Saved entries

+===+

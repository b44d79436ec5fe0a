//! Opt-in timing hooks for the polyface search paths.
//!
//! Active only with the `kernel_metrics` feature on non-wasm targets; every
//! call is a no-op otherwise and [`KernelMetrics::end`] returns `None`.
//!
//! ```ignore
//! let mut metrics = KernelMetrics::default();
//! metrics.begin();
//! let tree = metrics.time(TimingBucket::TreeBuild, || FacetRangeTree::build(&boxes));
//! if let Some(report) = metrics.end() {
//!     println!("tree build: {} ns", report.tree_build_ns);
//! }
//! ```

/// Phases of a search or pick run.
#[derive(Debug, Clone, Copy, PartialEq, Eq, Hash)]
pub enum TimingBucket {
    /// Reading facets through the visitor.
    FacetCollection,
    /// Building facet range trees.
    TreeBuild,
    /// Strided presample for the initial distance bound.
    Presample,
    /// Pair search (tree-pruned, brute force or self).
    PairSearch,
    /// Matrix setup and inversion.
    MatrixAlgebra,
    /// Per-facet stroke picking.
    Picking,
    /// Overlap analysis of stroke picks.
    Visibility,
}

/// Cumulative nanoseconds per [`TimingBucket`].
#[derive(Debug, Default, Clone, PartialEq, Eq)]
pub struct KernelTimingReport {
    pub facet_collection_ns: u64,
    pub tree_build_ns: u64,
    pub presample_ns: u64,
    pub pair_search_ns: u64,
    pub matrix_algebra_ns: u64,
    pub picking_ns: u64,
    pub visibility_ns: u64,
}

impl KernelTimingReport {
    #[must_use]
    pub fn total_ns(&self) -> u64 {
        self.facet_collection_ns
            .saturating_add(self.tree_build_ns)
            .saturating_add(self.presample_ns)
            .saturating_add(self.pair_search_ns)
            .saturating_add(self.matrix_algebra_ns)
            .saturating_add(self.picking_ns)
            .saturating_add(self.visibility_ns)
    }

    #[must_use]
    pub fn total_ms(&self) -> f64 {
        self.total_ns() as f64 / 1_000_000.0
    }
}

/// Timing accumulator: [`begin`](Self::begin), wrap work in
/// [`time`](Self::time), collect with [`end`](Self::end).
#[derive(Debug, Default)]
pub struct KernelMetrics {
    #[cfg(all(feature = "kernel_metrics", not(target_arch = "wasm32")))]
    report: KernelTimingReport,
}

impl KernelMetrics {
    /// Resets all counters.
    pub fn begin(&mut self) {
        #[cfg(all(feature = "kernel_metrics", not(target_arch = "wasm32")))]
        {
            self.report = KernelTimingReport::default();
        }
    }

    /// Accumulated report, or `None` when metrics are compiled out.
    #[must_use]
    pub fn end(&self) -> Option<KernelTimingReport> {
        #[cfg(all(feature = "kernel_metrics", not(target_arch = "wasm32")))]
        {
            Some(self.report.clone())
        }
        #[cfg(not(all(feature = "kernel_metrics", not(target_arch = "wasm32"))))]
        {
            None
        }
    }

    /// Runs `f`, adding its elapsed time to `bucket`.
    pub fn time<R>(&mut self, bucket: TimingBucket, f: impl FnOnce() -> R) -> R {
        #[cfg(all(feature = "kernel_metrics", not(target_arch = "wasm32")))]
        {
            let start = std::time::Instant::now();
            let result = f();
            let nanos = start.elapsed().as_nanos().min(u128::from(u64::MAX)) as u64;
            self.add_to_bucket(bucket, nanos);
            result
        }

        #[cfg(not(all(feature = "kernel_metrics", not(target_arch = "wasm32"))))]
        {
            let _ = bucket;
            f()
        }
    }

    #[cfg(all(feature = "kernel_metrics", not(target_arch = "wasm32")))]
    fn add_to_bucket(&mut self, bucket: TimingBucket, nanos: u64) {
        let slot = match bucket {
            TimingBucket::FacetCollection => &mut self.report.facet_collection_ns,
            TimingBucket::TreeBuild => &mut self.report.tree_build_ns,
            TimingBucket::Presample => &mut self.report.presample_ns,
            TimingBucket::PairSearch => &mut self.report.pair_search_ns,
            TimingBucket::MatrixAlgebra => &mut self.report.matrix_algebra_ns,
            TimingBucket::Picking => &mut self.report.picking_ns,
            TimingBucket::Visibility => &mut self.report.visibility_ns,
        };
        *slot = slot.saturating_add(nanos);
    }
}
/// Principal axes and moments extracted from a moment-products matrix.
#[derive(Debug, Clone, Copy, PartialEq)]
pub struct PrincipalMoments {
    /// Zeroth moment (volume, area or length depending on the integrals).
    pub volume: f64,
    pub centroid: Point3,
    /// Unit principal directions, one per eigenvalue.
    pub axes: [Vec3; 3],
    /// Diagonal of the moment tensor in the principal frame.
    pub moments: Vec3,
}

impl Default for Matrix4d {
    fn default() -> Self {
        Self::identity()
    }
}
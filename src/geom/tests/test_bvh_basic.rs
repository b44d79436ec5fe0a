use crate::geom::{BBox, FacetRangeTree, Point3};

fn unit_box_at(x: f64, y: f64, z: f64) -> BBox {
    BBox::new(Point3::new(x, y, z), Point3::new(x + 1.0, y + 1.0, z + 1.0))
}

fn box_row(count: usize, spacing: f64, z: f64) -> Vec<BBox> {
    (0..count).map(|i| unit_box_at(i as f64 * spacing, 0.0, z)).collect()
}

#[test]
fn build_covers_every_box() {
    assert!(FacetRangeTree::build(&[]).is_none());

    let boxes = box_row(9, 2.0, 0.0);
    let tree = FacetRangeTree::build_with_leaf_size(&boxes, 2).expect("tree build");
    assert_eq!(tree.len(), 9);
    assert!(!tree.is_empty());
    let root = tree.root_box();
    assert_eq!(root.min, Point3::new(0.0, 0.0, 0.0));
    assert_eq!(root.max, Point3::new(17.0, 1.0, 1.0));
}

#[test]
fn nearest_finds_closest_box() {
    let boxes = vec![
        unit_box_at(10.0, 0.0, 0.0),
        unit_box_at(1.0, 0.0, 0.0),
        unit_box_at(-5.0, 0.0, 0.0),
    ];
    let tree = FacetRangeTree::build_with_leaf_size(&boxes, 1).expect("tree build");
    let point = Point3::new(0.0, 0.5, 0.5);

    let (index, dist2) = tree
        .nearest(point, f64::INFINITY, |i| Some(boxes[i].distance_squared_to_point(point)))
        .expect("nearest hit");
    assert_eq!(index, 1);
    assert!((dist2 - 1.0).abs() < 1e-12);

    let bounded = tree.nearest(point, 0.5, |i| Some(boxes[i].distance_squared_to_point(point)));
    assert!(bounded.is_none());
}

#[test]
fn nearest_skips_facets_without_distance() {
    let boxes = box_row(4, 3.0, 0.0);
    let tree = FacetRangeTree::build(&boxes).expect("tree build");
    let point = Point3::new(-1.0, 0.5, 0.5);
    let (index, _) = tree
        .nearest(point, f64::INFINITY, |i| {
            (i != 0).then(|| boxes[i].distance_squared_to_point(point))
        })
        .expect("nearest hit");
    assert_eq!(index, 1);
}

#[test]
fn search_pairs_matches_brute_force_minimum() {
    let lower = box_row(12, 1.5, 0.0);
    let upper: Vec<BBox> = (0..12)
        .map(|i| unit_box_at(i as f64 * 1.5 + 0.7, 0.3, 3.0 + 0.1 * i as f64))
        .collect();
    let tree_a = FacetRangeTree::build_with_leaf_size(&lower, 2).expect("tree a");
    let tree_b = FacetRangeTree::build_with_leaf_size(&upper, 2).expect("tree b");

    let brute = lower
        .iter()
        .flat_map(|a| upper.iter().map(move |b| a.distance_to_bbox(*b)))
        .fold(f64::INFINITY, f64::min);

    let mut best = f64::INFINITY;
    let stats = tree_a.search_pairs(&tree_b, f64::INFINITY, |a, b| {
        let d = lower[a].distance_to_bbox(upper[b]);
        best = best.min(d);
        Some(d)
    });
    assert!((best - brute).abs() < 1e-12);
    assert!((best - 2.0).abs() < 1e-12);
    assert!(stats.pairs_pruned > 0);
    assert!(stats.pairs_tested < lower.len() * upper.len());
}

#[test]
fn search_pairs_respects_initial_bound() {
    let lower = box_row(3, 2.0, 0.0);
    let upper = box_row(3, 2.0, 5.0);
    let tree_a = FacetRangeTree::build(&lower).expect("tree a");
    let tree_b = FacetRangeTree::build(&upper).expect("tree b");

    let mut calls = 0;
    let stats = tree_a.search_pairs(&tree_b, 1.0, |_, _| {
        calls += 1;
        None
    });
    assert_eq!(calls, 0);
    assert_eq!(stats.pairs_tested, 0);
    assert!(stats.pairs_pruned >= 1);
}
use crate::geom::{Matrix4d, Point3, Point4, Vec3};

fn sample_matrix() -> Matrix4d {
    Matrix4d::from_rows([
        [4.0, 1.0, -2.0, 3.0],
        [0.5, 3.0, 1.0, -1.0],
        [2.0, -1.0, 5.0, 0.25],
        [0.1, 0.2, -0.3, 2.0],
    ])
}

fn is_upper_triangular(m: &Matrix4d, tol: f64) -> bool {
    (0..4).all(|i| (0..i).all(|j| m.coff[i][j].abs() < tol))
}

#[test]
fn factor_qr_reproduces_matrix() {
    let a = sample_matrix();
    let (q, r) = a.factor_qr().expect("full rank matrix factors");
    assert!(is_upper_triangular(&r, 1e-12));
    assert!((q * r).max_abs_diff(&a) < 1e-12);
    let qtq = q.transpose() * q;
    assert!(qtq.max_abs_diff(&Matrix4d::identity()) < 1e-12);
}

#[test]
fn factor_qr_rejects_zero_matrix() {
    assert!(Matrix4d::zero().factor_qr().is_none());
    assert!(Matrix4d::zero().invert_qr().is_none());
}

#[test]
fn invert_qr_of_affine_matrix() {
    let linear = [[2.0, 0.0, 0.0], [0.0, 4.0, 0.0], [0.0, 0.0, 0.5]];
    let m = Matrix4d::from_affine(linear, Vec3::new(1.0, -2.0, 3.0));
    let inv = m.invert_qr().expect("invertible");
    assert!((m * inv).max_abs_diff(&Matrix4d::identity()) < 1e-12);
    let p = inv.multiply_xyzw(Point3::new(3.0, 2.0, 3.5), 1.0);
    assert!(p.max_abs_diff(Point4::new(1.0, 1.0, 1.0, 1.0)) < 1e-12);
}

#[test]
fn zero_column_stops_factorization() {
    let mut m = sample_matrix();
    for row in &mut m.coff {
        row[0] = 0.0;
    }
    assert!(m.factor_qr().is_none());
    assert!(m.invert_qr().is_none());
}

#[test]
fn symmetric_eigenvectors_diagonalize() {
    let a = Matrix4d::from_rows([
        [4.0, 1.0, 0.5, 0.0],
        [1.0, 3.0, 0.0, 0.2],
        [0.5, 0.0, 2.0, 0.1],
        [0.0, 0.2, 0.1, 1.0],
    ]);
    let (q, d) = a.symmetric_eigenvectors();
    let mut diag = Matrix4d::zero();
    for k in 0..4 {
        diag.coff[k][k] = d.component(k);
    }
    let rebuilt = q * diag * q.transpose();
    assert!(rebuilt.max_abs_diff(&a) < 1e-10);
    let trace: f64 = (0..4).map(|k| d.component(k)).sum();
    assert!((trace - 10.0).abs() < 1e-10);
}

#[test]
fn null_vector_of_singular_upper_triangle() {
    let r = Matrix4d::from_rows([
        [1.0, 2.0, 0.0, 0.0],
        [0.0, 0.0, 0.0, 0.0],
        [0.0, 0.0, 1.0, 0.0],
        [0.0, 0.0, 0.0, 1.0],
    ]);
    let (x, residual) = r
        .approximate_null_vector_for_upper_triangle()
        .expect("null vector");
    assert!(residual.abs() < 1e-12);
    assert!((x.y - 1.0).abs() < 1e-12);
    let image = r.multiply_point4(x);
    assert!(image.max_abs_diff(Point4::ZERO) < 1e-12);
}

#[test]
fn image_grid_uses_row_major_index() {
    let m = Matrix4d::translation(Vec3::new(10.0, 20.0, 0.0));
    let grid = m.evaluate_image_grid(1.0, 2.0, 3, 2, 0.0).expect("affine grid");
    assert_eq!(grid.len(), 6);
    // index j * m + i
    let p = grid[3 + 2];
    assert!((p.x - 13.0).abs() < 1e-12);
    assert!((p.y - 23.0).abs() < 1e-12);
}

#[test]
fn image_grid_divides_by_weight() {
    let mut m = Matrix4d::identity();
    m.coff[3] = [0.5, 0.0, 0.0, 1.0];
    let grid = m.evaluate_image_grid(0.0, 0.0, 3, 1, 0.0).expect("positive weights");
    // (2, 0, 0, 1) maps to w = 2
    assert!((grid[2].x - 1.0).abs() < 1e-12);
}

#[test]
fn image_grid_fails_on_vanishing_weight() {
    let mut m = Matrix4d::identity();
    m.coff[3] = [-0.5, 0.0, 0.0, 1.0];
    assert!(m.evaluate_image_grid(0.0, 0.0, 3, 1, 0.0).is_none());
}

#[test]
fn point_masses_give_principal_moments() {
    let mut products = Matrix4d::zero();
    products.add_symmetric_scaled_outer_product(Point3::new(1.0, 0.0, 0.0), 1.0);
    products.add_symmetric_scaled_outer_product(Point3::new(-1.0, 0.0, 0.0), 1.0);
    let moments = products
        .convert_inertia_products_to_principal_moments()
        .expect("nonzero mass");
    assert!((moments.volume - 2.0).abs() < 1e-12);
    assert!(moments.centroid.distance_to(Point3::ORIGIN) < 1e-12);
    let mut values = [moments.moments.x, moments.moments.y, moments.moments.z];
    values.sort_by(f64::total_cmp);
    assert!(values[0].abs() < 1e-12);
    assert!((values[1] - 2.0).abs() < 1e-12);
    assert!((values[2] - 2.0).abs() < 1e-12);
}

#[test]
fn principal_moments_in_translated_frame_shift_centroid() {
    let mut products = Matrix4d::zero();
    products.add_symmetric_scaled_outer_product(Point3::new(1.0, 0.0, 0.0), 1.0);
    products.add_symmetric_scaled_outer_product(Point3::new(-1.0, 0.0, 0.0), 1.0);
    let frame = Matrix4d::translation(Vec3::new(0.0, 5.0, 0.0));
    let moments = products
        .convert_inertia_products_to_principal_moments_in(&frame)
        .expect("nonzero mass");
    assert!(moments.centroid.distance_to(Point3::new(0.0, 5.0, 0.0)) < 1e-12);
}

#[test]
fn zero_mass_has_no_principal_moments() {
    assert!(Matrix4d::zero().convert_inertia_products_to_principal_moments().is_none());
}
use std::fs;
use std::path::Path;
use chrono::Utc;
use uuid::Uuid;

/// Create a run directory and return it
pub fn create_run_dir(base: &Path) -> anyhow::Result<std::path::PathBuf> {
    let run_id = Uuid::new_v4().to_string();
    let dir = base.join("runs").join(run_id);
    fs::create_dir_all(&dir)?;
    Ok(dir)
}

pub fn write_artifact(dir: &Path, name: &str, content: &[u8]) -> anyhow::Result<()> {
    let path = dir.join(name);
    fs::write(path, content)?;
    Ok(())
}

pub fn timestamp() -> String {
    // Format: YYYY-MM-DD_HH-MM-SS
    Utc::now().format("%Y-%m-%d_%H-%M-%S").to_string()
}
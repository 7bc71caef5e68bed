pub mod executor;
pub mod parser;

pub use executor::run_job;
pub use parser::{load_job, validate_job, validate_job_file, Job, StepDef};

+===+

Exercise requirements — For this exercise, find all lines in the records containing the word "component" and copy them.

Response box —
        diag.coff[k][k] = d.component(k);
    let trace: f64 = (0..4).map(|k| d.component(k)).sum();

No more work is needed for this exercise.